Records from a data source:
+---+

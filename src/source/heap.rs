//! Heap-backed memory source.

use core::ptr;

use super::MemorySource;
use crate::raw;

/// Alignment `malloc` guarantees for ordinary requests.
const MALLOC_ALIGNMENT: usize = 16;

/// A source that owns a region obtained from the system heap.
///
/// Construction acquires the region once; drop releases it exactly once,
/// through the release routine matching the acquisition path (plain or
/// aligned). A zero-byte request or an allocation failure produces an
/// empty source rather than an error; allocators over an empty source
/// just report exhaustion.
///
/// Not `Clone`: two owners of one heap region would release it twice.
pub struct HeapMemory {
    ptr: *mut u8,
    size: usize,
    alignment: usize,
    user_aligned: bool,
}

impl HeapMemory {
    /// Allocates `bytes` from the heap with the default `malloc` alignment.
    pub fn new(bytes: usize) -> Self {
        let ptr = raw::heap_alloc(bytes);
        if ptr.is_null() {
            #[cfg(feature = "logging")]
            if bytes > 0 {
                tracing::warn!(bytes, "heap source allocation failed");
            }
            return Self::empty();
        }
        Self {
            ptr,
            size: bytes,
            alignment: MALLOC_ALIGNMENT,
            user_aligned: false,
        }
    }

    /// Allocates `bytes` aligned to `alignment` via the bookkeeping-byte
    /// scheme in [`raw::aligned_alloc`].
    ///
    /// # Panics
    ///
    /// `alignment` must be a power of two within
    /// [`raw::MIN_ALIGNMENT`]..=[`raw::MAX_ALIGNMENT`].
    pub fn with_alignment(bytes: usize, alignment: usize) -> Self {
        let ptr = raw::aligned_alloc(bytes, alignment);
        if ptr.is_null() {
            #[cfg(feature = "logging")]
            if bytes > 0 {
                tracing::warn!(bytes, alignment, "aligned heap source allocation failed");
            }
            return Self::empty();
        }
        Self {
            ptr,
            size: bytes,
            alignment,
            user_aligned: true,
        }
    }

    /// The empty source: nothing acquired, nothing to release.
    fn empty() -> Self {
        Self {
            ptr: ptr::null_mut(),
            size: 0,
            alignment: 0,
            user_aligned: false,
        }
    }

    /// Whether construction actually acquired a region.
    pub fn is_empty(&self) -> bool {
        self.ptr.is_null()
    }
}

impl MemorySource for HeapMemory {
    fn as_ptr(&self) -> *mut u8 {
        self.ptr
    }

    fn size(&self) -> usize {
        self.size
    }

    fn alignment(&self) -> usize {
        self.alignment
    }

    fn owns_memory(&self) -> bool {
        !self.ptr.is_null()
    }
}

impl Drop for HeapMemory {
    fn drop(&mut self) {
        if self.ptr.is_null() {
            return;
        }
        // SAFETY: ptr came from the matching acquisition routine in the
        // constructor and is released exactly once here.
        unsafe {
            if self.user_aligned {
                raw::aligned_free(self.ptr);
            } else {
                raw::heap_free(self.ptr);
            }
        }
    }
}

+---+

**Task goal:** In the records above, find every line with the word "impl" and copy it.

**Written solution:**
impl HeapMemory {
impl MemorySource for HeapMemory {
impl Drop for HeapMemory {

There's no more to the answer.